> [YOUR TASK]:
Your answer should show every line of the material below that includes "ActiveEffects".

MATERIAL SHOWN below:

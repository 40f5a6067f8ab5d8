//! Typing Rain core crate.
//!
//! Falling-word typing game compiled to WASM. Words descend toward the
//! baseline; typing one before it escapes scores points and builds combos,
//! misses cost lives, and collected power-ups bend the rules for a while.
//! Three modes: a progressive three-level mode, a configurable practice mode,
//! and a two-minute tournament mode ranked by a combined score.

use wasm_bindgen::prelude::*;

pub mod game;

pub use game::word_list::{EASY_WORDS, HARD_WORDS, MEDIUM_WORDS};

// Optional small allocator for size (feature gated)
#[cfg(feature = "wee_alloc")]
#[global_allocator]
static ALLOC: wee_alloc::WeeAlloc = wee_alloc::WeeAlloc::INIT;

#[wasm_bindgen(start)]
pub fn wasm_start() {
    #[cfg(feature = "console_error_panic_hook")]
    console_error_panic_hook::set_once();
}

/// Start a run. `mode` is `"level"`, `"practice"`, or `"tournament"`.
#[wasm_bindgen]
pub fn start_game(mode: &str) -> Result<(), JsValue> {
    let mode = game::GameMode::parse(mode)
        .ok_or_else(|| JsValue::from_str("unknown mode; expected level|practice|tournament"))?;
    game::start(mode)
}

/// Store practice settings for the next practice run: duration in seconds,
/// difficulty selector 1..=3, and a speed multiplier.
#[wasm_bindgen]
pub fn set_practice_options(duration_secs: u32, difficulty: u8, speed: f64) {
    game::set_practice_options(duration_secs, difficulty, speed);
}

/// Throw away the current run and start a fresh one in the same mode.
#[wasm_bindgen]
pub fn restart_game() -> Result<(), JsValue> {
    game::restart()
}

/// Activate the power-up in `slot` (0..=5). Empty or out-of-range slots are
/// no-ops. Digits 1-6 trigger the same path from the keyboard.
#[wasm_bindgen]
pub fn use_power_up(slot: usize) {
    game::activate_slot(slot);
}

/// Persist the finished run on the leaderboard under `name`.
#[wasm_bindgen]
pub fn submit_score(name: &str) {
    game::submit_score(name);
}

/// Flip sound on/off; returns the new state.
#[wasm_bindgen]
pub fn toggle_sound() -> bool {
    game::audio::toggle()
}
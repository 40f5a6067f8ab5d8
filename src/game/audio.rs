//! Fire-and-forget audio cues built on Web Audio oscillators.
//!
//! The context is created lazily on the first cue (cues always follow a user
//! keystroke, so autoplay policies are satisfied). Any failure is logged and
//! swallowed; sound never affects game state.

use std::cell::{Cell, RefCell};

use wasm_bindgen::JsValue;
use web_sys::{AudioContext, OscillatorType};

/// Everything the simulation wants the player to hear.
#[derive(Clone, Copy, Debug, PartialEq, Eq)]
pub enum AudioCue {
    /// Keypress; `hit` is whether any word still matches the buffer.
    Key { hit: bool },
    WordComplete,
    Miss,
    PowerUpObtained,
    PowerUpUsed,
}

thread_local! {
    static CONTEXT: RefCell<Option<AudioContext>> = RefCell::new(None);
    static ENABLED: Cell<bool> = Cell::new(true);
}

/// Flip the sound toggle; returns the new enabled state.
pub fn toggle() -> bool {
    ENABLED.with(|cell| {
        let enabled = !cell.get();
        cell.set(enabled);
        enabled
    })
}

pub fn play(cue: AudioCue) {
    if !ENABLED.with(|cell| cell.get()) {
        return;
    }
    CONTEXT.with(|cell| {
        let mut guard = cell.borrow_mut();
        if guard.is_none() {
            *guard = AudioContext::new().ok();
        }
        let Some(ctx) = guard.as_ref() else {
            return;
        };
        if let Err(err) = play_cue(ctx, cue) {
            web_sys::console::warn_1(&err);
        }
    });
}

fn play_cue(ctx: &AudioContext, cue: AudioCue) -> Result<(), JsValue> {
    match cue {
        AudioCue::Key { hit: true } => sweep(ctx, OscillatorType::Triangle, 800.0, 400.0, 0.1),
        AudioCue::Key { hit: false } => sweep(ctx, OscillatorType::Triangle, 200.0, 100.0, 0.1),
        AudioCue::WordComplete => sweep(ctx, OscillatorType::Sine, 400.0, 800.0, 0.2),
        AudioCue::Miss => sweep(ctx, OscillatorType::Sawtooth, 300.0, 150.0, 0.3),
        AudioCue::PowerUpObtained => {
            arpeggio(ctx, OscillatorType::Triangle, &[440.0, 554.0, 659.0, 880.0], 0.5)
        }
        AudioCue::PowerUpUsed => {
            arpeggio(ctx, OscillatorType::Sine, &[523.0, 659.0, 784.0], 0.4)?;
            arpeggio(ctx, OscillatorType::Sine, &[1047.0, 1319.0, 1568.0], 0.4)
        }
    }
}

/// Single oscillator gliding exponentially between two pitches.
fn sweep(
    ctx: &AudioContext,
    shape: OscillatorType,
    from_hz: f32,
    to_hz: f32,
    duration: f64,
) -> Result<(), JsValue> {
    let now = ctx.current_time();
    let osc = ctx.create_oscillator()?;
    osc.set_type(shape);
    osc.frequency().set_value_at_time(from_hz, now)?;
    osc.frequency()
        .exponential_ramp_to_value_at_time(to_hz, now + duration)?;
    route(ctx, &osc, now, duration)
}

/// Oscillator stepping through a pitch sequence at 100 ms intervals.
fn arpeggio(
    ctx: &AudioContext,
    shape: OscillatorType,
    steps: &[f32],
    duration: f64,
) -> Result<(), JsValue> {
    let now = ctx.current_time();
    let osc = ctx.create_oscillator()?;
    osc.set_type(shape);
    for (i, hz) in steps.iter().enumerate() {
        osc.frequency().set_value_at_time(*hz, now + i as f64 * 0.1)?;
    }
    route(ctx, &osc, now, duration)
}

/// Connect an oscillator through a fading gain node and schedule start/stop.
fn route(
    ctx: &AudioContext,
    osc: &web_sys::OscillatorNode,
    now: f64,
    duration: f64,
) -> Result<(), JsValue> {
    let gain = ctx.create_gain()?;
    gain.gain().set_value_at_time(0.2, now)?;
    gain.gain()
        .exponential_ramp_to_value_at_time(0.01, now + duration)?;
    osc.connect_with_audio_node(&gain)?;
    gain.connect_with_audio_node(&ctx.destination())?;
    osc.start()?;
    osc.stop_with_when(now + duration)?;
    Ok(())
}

End of MATERIAL SHOWN.
MATERIAL SHOWN below:

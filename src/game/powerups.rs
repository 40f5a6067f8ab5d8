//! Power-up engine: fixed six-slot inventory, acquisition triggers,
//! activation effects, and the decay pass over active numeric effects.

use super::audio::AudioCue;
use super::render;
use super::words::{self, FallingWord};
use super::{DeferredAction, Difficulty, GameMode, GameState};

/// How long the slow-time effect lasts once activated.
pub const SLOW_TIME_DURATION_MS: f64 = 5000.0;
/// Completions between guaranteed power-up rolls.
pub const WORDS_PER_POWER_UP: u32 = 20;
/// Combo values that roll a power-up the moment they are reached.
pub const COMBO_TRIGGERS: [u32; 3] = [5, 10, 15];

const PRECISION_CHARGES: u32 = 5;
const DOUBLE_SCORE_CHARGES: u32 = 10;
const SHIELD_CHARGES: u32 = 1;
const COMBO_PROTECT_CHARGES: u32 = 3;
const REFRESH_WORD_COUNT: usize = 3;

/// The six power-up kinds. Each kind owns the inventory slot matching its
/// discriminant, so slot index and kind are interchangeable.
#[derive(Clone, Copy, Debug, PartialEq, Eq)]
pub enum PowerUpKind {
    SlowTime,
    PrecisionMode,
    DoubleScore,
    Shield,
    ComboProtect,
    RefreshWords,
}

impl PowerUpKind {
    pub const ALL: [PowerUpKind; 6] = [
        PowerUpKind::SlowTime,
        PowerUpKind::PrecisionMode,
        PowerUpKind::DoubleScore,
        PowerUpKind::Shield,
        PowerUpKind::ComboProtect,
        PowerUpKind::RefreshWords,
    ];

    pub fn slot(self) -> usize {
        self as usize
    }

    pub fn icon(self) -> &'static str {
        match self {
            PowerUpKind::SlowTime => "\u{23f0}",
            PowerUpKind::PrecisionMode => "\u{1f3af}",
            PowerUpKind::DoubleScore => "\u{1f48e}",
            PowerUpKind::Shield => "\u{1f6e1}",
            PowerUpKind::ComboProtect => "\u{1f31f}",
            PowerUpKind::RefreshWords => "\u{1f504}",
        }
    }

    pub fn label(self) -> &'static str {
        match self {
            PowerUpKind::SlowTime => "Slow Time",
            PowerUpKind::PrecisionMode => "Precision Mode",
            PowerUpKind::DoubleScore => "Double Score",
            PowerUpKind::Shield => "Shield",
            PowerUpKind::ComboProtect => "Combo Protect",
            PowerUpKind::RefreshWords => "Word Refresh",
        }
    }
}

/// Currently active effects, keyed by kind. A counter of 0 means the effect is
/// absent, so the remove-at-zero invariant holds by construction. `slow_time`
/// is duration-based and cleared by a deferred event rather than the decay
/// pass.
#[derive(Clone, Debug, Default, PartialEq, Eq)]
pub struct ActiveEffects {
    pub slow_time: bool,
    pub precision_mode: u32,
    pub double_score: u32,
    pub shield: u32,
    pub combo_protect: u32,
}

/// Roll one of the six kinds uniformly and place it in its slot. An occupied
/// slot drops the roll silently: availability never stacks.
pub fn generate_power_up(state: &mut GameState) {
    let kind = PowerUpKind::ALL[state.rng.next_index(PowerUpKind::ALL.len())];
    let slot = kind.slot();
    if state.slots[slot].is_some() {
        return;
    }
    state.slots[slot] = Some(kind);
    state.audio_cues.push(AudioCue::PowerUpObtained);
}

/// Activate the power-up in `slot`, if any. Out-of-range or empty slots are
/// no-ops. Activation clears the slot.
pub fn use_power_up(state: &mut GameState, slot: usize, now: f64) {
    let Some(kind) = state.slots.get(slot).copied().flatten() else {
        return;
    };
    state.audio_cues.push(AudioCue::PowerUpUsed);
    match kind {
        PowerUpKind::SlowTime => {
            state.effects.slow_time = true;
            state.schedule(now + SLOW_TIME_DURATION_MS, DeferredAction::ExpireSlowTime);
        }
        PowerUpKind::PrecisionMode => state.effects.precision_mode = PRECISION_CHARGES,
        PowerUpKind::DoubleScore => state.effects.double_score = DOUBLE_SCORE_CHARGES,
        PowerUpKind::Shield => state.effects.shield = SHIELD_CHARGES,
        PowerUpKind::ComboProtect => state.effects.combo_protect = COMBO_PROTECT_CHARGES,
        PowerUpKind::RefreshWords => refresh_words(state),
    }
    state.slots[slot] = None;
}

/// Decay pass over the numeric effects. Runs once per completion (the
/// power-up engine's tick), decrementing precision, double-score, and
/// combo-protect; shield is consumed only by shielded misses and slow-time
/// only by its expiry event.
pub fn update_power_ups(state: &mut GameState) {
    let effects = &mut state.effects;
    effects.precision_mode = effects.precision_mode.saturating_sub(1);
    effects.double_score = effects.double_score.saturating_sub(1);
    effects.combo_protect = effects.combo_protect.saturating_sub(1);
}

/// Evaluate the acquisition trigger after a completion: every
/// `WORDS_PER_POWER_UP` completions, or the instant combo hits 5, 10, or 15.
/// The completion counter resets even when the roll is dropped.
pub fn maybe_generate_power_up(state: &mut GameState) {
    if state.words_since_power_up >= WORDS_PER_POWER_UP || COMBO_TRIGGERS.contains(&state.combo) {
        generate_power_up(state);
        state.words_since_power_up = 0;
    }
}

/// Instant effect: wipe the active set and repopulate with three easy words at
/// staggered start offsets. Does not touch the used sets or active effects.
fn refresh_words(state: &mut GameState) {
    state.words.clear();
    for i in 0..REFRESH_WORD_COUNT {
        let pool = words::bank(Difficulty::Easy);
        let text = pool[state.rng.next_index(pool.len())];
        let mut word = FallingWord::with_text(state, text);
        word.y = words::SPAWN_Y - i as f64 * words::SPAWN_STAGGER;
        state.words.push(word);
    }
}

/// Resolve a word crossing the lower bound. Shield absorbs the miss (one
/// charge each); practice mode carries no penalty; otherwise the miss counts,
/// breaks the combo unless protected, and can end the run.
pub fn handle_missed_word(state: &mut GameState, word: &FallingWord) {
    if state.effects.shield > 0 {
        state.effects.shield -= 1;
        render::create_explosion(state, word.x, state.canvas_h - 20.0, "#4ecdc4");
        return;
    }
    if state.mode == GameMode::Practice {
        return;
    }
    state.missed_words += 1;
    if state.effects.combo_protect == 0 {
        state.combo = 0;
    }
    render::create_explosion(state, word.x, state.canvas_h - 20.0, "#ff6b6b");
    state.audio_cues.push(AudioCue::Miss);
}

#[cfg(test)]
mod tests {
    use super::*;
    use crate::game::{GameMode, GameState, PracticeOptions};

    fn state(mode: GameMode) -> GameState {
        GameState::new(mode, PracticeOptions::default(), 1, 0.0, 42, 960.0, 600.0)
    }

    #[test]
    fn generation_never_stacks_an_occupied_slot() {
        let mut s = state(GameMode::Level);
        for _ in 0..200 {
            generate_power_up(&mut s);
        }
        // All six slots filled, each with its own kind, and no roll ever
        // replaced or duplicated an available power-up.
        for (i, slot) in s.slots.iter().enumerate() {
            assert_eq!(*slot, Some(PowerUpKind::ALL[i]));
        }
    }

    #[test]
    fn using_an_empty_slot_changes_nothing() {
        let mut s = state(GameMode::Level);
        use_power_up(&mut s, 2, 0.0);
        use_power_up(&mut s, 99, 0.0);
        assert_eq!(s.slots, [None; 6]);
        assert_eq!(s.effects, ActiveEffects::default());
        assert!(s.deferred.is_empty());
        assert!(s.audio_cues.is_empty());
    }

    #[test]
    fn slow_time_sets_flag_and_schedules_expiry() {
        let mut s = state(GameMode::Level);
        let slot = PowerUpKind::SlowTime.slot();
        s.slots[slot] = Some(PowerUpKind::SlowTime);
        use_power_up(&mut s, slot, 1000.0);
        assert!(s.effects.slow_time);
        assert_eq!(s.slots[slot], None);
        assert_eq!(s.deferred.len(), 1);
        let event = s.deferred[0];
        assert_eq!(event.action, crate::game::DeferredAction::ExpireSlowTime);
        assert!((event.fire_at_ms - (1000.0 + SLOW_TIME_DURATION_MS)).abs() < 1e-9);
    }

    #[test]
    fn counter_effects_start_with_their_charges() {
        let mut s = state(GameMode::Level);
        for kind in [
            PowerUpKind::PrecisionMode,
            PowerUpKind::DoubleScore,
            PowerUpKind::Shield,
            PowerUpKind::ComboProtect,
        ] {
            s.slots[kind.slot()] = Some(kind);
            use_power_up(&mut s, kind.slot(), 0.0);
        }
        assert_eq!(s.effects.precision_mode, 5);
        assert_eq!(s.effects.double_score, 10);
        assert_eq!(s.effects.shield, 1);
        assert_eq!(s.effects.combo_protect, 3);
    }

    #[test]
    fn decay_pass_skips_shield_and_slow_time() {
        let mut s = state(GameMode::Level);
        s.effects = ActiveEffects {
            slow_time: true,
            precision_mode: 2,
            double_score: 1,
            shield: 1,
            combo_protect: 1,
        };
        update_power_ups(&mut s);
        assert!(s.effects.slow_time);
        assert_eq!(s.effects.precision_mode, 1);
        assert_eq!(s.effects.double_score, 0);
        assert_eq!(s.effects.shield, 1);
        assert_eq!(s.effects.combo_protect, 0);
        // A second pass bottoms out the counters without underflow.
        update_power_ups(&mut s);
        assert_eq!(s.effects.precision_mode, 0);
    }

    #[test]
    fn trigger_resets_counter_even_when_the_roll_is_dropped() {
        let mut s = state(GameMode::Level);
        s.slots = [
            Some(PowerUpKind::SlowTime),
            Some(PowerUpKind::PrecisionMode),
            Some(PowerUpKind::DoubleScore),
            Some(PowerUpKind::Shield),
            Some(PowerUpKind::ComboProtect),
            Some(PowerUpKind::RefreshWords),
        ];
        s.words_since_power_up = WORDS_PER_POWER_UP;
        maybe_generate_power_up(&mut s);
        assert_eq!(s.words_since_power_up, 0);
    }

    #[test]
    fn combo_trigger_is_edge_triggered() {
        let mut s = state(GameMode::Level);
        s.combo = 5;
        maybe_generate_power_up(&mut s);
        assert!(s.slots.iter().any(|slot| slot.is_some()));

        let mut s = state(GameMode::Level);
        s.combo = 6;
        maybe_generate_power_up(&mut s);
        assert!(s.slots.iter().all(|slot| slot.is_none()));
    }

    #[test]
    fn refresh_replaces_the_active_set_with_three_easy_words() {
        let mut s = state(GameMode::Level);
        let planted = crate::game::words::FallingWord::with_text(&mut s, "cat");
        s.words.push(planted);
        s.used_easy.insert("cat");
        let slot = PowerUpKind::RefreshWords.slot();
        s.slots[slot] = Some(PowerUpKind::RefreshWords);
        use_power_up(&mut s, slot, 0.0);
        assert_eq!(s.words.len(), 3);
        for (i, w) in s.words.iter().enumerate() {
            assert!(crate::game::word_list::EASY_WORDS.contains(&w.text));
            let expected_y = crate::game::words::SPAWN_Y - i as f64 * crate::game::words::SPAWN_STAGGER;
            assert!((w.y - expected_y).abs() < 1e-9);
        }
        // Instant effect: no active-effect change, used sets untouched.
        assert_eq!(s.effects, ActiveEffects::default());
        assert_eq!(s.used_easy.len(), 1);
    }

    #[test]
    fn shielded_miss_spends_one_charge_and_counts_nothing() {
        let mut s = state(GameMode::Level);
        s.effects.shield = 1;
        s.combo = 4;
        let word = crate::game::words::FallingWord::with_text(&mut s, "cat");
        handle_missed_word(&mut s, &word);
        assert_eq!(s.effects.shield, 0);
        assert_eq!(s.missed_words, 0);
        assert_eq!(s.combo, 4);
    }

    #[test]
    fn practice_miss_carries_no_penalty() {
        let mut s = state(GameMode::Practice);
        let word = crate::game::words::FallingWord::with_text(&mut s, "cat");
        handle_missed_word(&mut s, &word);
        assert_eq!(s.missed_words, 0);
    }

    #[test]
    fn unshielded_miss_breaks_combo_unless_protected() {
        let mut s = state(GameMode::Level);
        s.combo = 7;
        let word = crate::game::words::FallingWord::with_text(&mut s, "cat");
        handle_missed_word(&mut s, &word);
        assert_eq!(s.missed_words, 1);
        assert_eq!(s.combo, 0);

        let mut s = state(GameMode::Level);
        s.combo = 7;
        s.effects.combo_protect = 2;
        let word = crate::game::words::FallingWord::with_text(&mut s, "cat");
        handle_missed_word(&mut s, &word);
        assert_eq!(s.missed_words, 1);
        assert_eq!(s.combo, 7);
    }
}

End of MATERIAL SHOWN.

> [FINISHED EXERCISE]:
pub struct ActiveEffects {
        assert_eq!(s.effects, ActiveEffects::default());
        s.effects = ActiveEffects {
        assert_eq!(s.effects, ActiveEffects::default());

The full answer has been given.